Work order:
For the string "command", search the entries below and copy every line where it appears.

'''

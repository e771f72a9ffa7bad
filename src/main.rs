//! College Dashboard - command-line entry point
//!
//! Reads the three CSV exports and writes the HTML dashboard.

use anyhow::{Context, Result};
use college_dashboard::{DashboardConfig, DashboardPipeline};
use tracing::warn;
use tracing_subscriber::{fmt, EnvFilter};

fn main() -> Result<()> {
    let env = EnvFilter::try_from_default_env().unwrap_or_else(|_| EnvFilter::new("info"));
    fmt::Subscriber::builder()
        .with_env_filter(env)
        .with_writer(std::io::stderr)
        .init();

    let matches = DashboardConfig::command().get_matches();
    let config = DashboardConfig::from_matches(&matches)?;

    let dashboard = DashboardPipeline::run(&config).context("dashboard generation failed")?;

    let skipped = dashboard.report.skipped_rows();
    if skipped > 0 {
        warn!("{skipped} rows skipped (no usable school identifier)");
    }
    println!(
        "Dashboard généré : {} ({} collèges, {} rows skipped)",
        config.output.display(),
        dashboard.records.len(),
        skipped
    );
    Ok(())
}
//! College Dashboard - static HTML dashboard of public collèges
//!
//! Joins three public datasets (personnel indicators, enrollment, social
//! position index) by school code and renders one self-contained page.

pub mod charts;
pub mod config;
pub mod data;
pub mod pipeline;
pub mod report;
pub mod stats;

pub use config::{DashboardConfig, FilterConfig};
pub use pipeline::{Dashboard, DashboardPipeline, PipelineError};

'''

Exercise result:
//! College Dashboard - command-line entry point
    let matches = DashboardConfig::command().get_matches();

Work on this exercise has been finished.